_Provided records_
-- Opening Marker --
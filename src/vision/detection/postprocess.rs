// Copyright (c) 2025 Fabstir
// SPDX-License-Identifier: BUSL-1.1
//! Decoding of raw YOLOv8 output into detections

use anyhow::Result;
use ndarray::{ArrayView2, ArrayViewD, Axis, Ix2};
use std::cmp::Ordering;

use super::labels::{class_name, COCO_CLASSES};
use super::preprocessing::Letterbox;
use crate::vision::traits::{BoundingBox, Detection};

/// Thresholds applied after inference
#[derive(Debug, Clone, Copy, PartialEq)]
pub struct DetectionParams {
    pub confidence_threshold: f32,
    pub iou_threshold: f32,
    pub max_detections: usize,
}

impl Default for DetectionParams {
    fn default() -> Self {
        Self {
            confidence_threshold: 0.25,
            iou_threshold: 0.7,
            max_detections: 300,
        }
    }
}

/// Parse a YOLOv8 output tensor
///
/// The export emits `[1, 4 + classes, anchors]`, where the first four rows
/// are `cx, cy, w, h` in model-input pixels and the rest are per-class scores.
/// Some exports are transposed to `[1, anchors, 4 + classes]`; both are accepted.
pub fn parse_yolo_output(
    output: ArrayViewD<f32>,
    letterbox: &Letterbox,
    params: &DetectionParams,
) -> Result<Vec<Detection>> {
    let shape = output.shape().to_vec();
    if shape.len() != 3 || shape[0] != 1 {
        anyhow::bail!("Unexpected detector output shape: {:?}", shape);
    }

    let features = 4 + COCO_CLASSES.len();
    let batch = output.index_axis(Axis(0), 0).into_dimensionality::<Ix2>()?;
    // Normalize to [features, anchors]
    let rows: ArrayView2<f32> = if shape[1] == features {
        batch
    } else if shape[2] == features {
        batch.reversed_axes()
    } else {
        anyhow::bail!(
            "Detector output has {:?}, expected {} features per anchor",
            shape,
            features
        );
    };

    let mut candidates = Vec::new();
    for anchor in rows.axis_iter(Axis(1)) {
        let (class_id, confidence) = anchor
            .iter()
            .skip(4)
            .copied()
            .enumerate()
            .fold((0usize, f32::MIN), |best, (i, score)| {
                if score > best.1 {
                    (i, score)
                } else {
                    best
                }
            });

        if confidence < params.confidence_threshold {
            continue;
        }

        let (cx, cy, w, h) = (anchor[0], anchor[1], anchor[2], anchor[3]);
        let Some(label) = class_name(class_id) else {
            continue;
        };

        candidates.push(Detection {
            class_id,
            label: label.to_string(),
            confidence,
            bounding_box: BoundingBox {
                x: cx - w / 2.0,
                y: cy - h / 2.0,
                width: w,
                height: h,
            },
        });
    }

    let kept = non_max_suppression(candidates, params.iou_threshold, params.max_detections);

    Ok(kept
        .into_iter()
        .map(|mut d| {
            let b = d.bounding_box;
            let x1 = letterbox.unmap_x(b.x);
            let y1 = letterbox.unmap_y(b.y);
            let x2 = letterbox.unmap_x(b.x + b.width);
            let y2 = letterbox.unmap_y(b.y + b.height);
            d.bounding_box = BoundingBox {
                x: x1,
                y: y1,
                width: x2 - x1,
                height: y2 - y1,
            };
            d
        })
        .collect())
}

/// Class-aware greedy NMS, highest confidence first
pub fn non_max_suppression(
    mut candidates: Vec<Detection>,
    iou_threshold: f32,
    max_detections: usize,
) -> Vec<Detection> {
    candidates.sort_by(|a, b| {
        b.confidence
            .partial_cmp(&a.confidence)
            .unwrap_or(Ordering::Equal)
    });

    let mut kept: Vec<Detection> = Vec::new();
    for candidate in candidates {
        if kept.len() >= max_detections {
            break;
        }
        let suppressed = kept.iter().any(|k| {
            k.class_id == candidate.class_id
                && k.bounding_box.iou(&candidate.bounding_box) > iou_threshold
        });
        if !suppressed {
            kept.push(candidate);
        }
    }
    kept
}
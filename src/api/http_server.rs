// Copyright (c) 2025 Fabstir
// SPDX-License-Identifier: BUSL-1.1
use anyhow::{Context, Result};
use axum::{
    extract::DefaultBodyLimit,
    http::HeaderValue,
    routing::{get, post},
    Router,
};
use std::sync::Arc;
use tower_http::cors::{AllowHeaders, AllowMethods, AllowOrigin, CorsLayer};
use tower_http::trace::TraceLayer;

use super::analyze_image::analyze_image_handler;
use super::handlers::root_handler;
use crate::analysis::ImageAnalyzer;
use crate::vision::MAX_IMAGE_SIZE;

/// Slack on top of the image limit for multipart framing
const MULTIPART_OVERHEAD: usize = 1024 * 1024;

#[derive(Clone)]
pub struct AppState {
    pub analyzer: Arc<ImageAnalyzer>,
}

impl AppState {
    pub fn new(analyzer: ImageAnalyzer) -> Self {
        Self {
            analyzer: Arc::new(analyzer),
        }
    }
}

/// CORS for an explicit origin list with credentials
///
/// Wildcards cannot be combined with credentials, so methods and headers are
/// mirrored from the preflight request instead.
pub fn cors_layer(origins: &[String]) -> Result<CorsLayer> {
    let origins = origins
        .iter()
        .map(|o| {
            HeaderValue::from_str(o).with_context(|| format!("Invalid CORS origin: {}", o))
        })
        .collect::<Result<Vec<_>>>()?;

    Ok(CorsLayer::new()
        .allow_origin(AllowOrigin::list(origins))
        .allow_credentials(true)
        .allow_methods(AllowMethods::mirror_request())
        .allow_headers(AllowHeaders::mirror_request()))
}

pub fn create_app(state: AppState, cors_origins: &[String]) -> Result<Router> {
    Ok(Router::new()
        .route("/", get(root_handler))
        .route("/analyze-image/", post(analyze_image_handler))
        .layer(DefaultBodyLimit::max(MAX_IMAGE_SIZE + MULTIPART_OVERHEAD))
        .layer(cors_layer(cors_origins)?)
        .layer(TraceLayer::new_for_http())
        .with_state(state))
}

pub async fn start_server(bind_addr: &str, app: Router) -> Result<()> {
    let listener = tokio::net::TcpListener::bind(bind_addr)
        .await
        .with_context(|| format!("Failed to bind {}", bind_addr))?;

    tracing::info!("API server listening on {}", listener.local_addr()?);

    axum::serve(listener, app)
        .with_graceful_shutdown(shutdown_signal())
        .await
        .context("HTTP server error")?;

    Ok(())
}

async fn shutdown_signal() {
    if let Err(e) = tokio::signal::ctrl_c().await {
        tracing::warn!("Failed to listen for shutdown signal: {}", e);
        std::future::pending::<()>().await;
    }
    tracing::info!("Shutdown signal received");
}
-- Closing Marker --
_Work instruction_
Only the number is wanted here. How many lines in the entries contain "HeaderValue"?

_Answer space_
2